Further factual development will assist the court or a jury in eventually resolving the issue of whether the parties agreed to arbitrate. At this juncture, the record consists of competing affidavits. Further discovery will flesh out the record and enable an eventual fact finder to reach a decision as to whether the parties here agreed to arbitrate their claims. The other arguments raised by Plaintiff, namely the sufficiency of notice of the arbitration agreement under the TCPA or E-SIGN Act, address the enforceability of the arbitration agreement. Before deciding whether the arbitration agreement is enforceable, the court must first determine whether these parties agreed to anything at all.
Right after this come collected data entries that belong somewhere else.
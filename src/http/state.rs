//! Shared application state threaded through every axum handler via `State`.

use std::sync::Arc;

use crate::http::middleware::RateLimiter;
use crate::metrics::SharedMetrics;
use crate::registry::Registry;

#[derive(Clone)]
pub struct AppState {
    pub registry: Arc<Registry>,
    pub metrics: SharedMetrics,
    pub limiter: Arc<RateLimiter>,
}
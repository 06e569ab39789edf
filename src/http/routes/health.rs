//! `GET /health` and `GET /metrics`.

use axum::extract::State;
use axum::http::StatusCode;
use axum::response::{IntoResponse, Response};
use axum::Json;
use serde::Serialize;

use crate::gpu::GpuBackend;
use crate::http::state::AppState;

#[derive(Debug, Serialize)]
struct StreamHealth {
    id: String,
    status: crate::config::StreamStatus,
}

#[derive(Debug, Serialize)]
struct HealthResponse {
    status: &'static str,
    streams: Vec<StreamHealth>,
    gpu_backend: &'static str,
}

pub async fn health(State(state): State<AppState>) -> Response {
    let backend = state.registry.gpu_backend();
    let records = state.registry.list();
    let gpu_required = records.iter().any(|s| s.hw_accel_enabled);
    let streams: Vec<StreamHealth> =
        records.into_iter().map(|s| StreamHealth { id: s.id, status: s.status }).collect();

    let ok = !(gpu_required && backend == GpuBackend::None);
    let body = HealthResponse {
        status: if ok { "ok" } else { "unavailable" },
        streams,
        gpu_backend: backend.as_str(),
    };

    let code = if ok { StatusCode::OK } else { StatusCode::SERVICE_UNAVAILABLE };
    (code, Json(body)).into_response()
}

pub async fn metrics(State(state): State<AppState>) -> Response {
    (
        StatusCode::OK,
        [("content-type", "text/plain; version=0.0.4")],
        state.metrics.render(),
    )
        .into_response()
}
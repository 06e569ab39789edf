use axum::body::Body;
use axum::http::{Request, StatusCode};
use http_body_util::BodyExt;
use tower::ServiceExt;

use crate::common::{body_json, test_app};

#[tokio::test]
async fn health_is_ok_with_no_gpu_required_streams() {
    let app = test_app();
    let response = app.oneshot(Request::builder().uri("/health").body(Body::empty()).unwrap()).await.unwrap();
    assert_eq!(response.status(), StatusCode::OK);
    let body = body_json(response).await;
    assert_eq!(body["status"], "ok");
}

#[tokio::test]
async fn metrics_endpoint_renders_prometheus_text() {
    let app = test_app();
    let response = app.oneshot(Request::builder().uri("/metrics").body(Body::empty()).unwrap()).await.unwrap();
    assert_eq!(response.status(), StatusCode::OK);
    let bytes = response.into_body().collect().await.unwrap().to_bytes();
    let text = String::from_utf8(bytes.to_vec()).unwrap();
    assert!(text.contains("rtsp_gateway"));
}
Thus, further discovery on the issue of whether the parties agreed to arbitrate these claims is necessary.
Accordingly, under Guidotti , the court will deny the motion to compel arbitration without prejudice so that the parties may engage in discovery involving all factual issues that have been or could be raised regarding whether there is an agreement to arbitrate between the parties and whether it is otherwise enforceable. 716 F.3d at 776. In providing this opportunity for discovery, the court is not permitting the parties to engage in discovery on the merits of Plaintiff’s TCPA claim, but rather, solely on the issue of arbitrability. After discovery is complete, Defendants may make a renewed motion to compel arbitration which will be decided under a Federal Rule of Civil Procedure Rule 56 standard. Guidotti , 716 F.3d at 776.
Accordingly, IT IS ORDERED as follows:
1. Defendant’s motion to compel arbitration is DENIED WITHOUT PREJUDICE. (Doc. 5.)
2. The parties shall engage in further discovery regarding the issue of arbitrability in accordance with this order.
3. Defendants may file a renewed motion to compel arbitration by September 29, 2024.
s/Jennifer P. Wilson JENNIFER P. WILSON United States District Judge Middle District of Pennsylvania Dated: July 1, 2025
[1] For ease of reference, the court uses the page numbers contained in the CM/ECF header.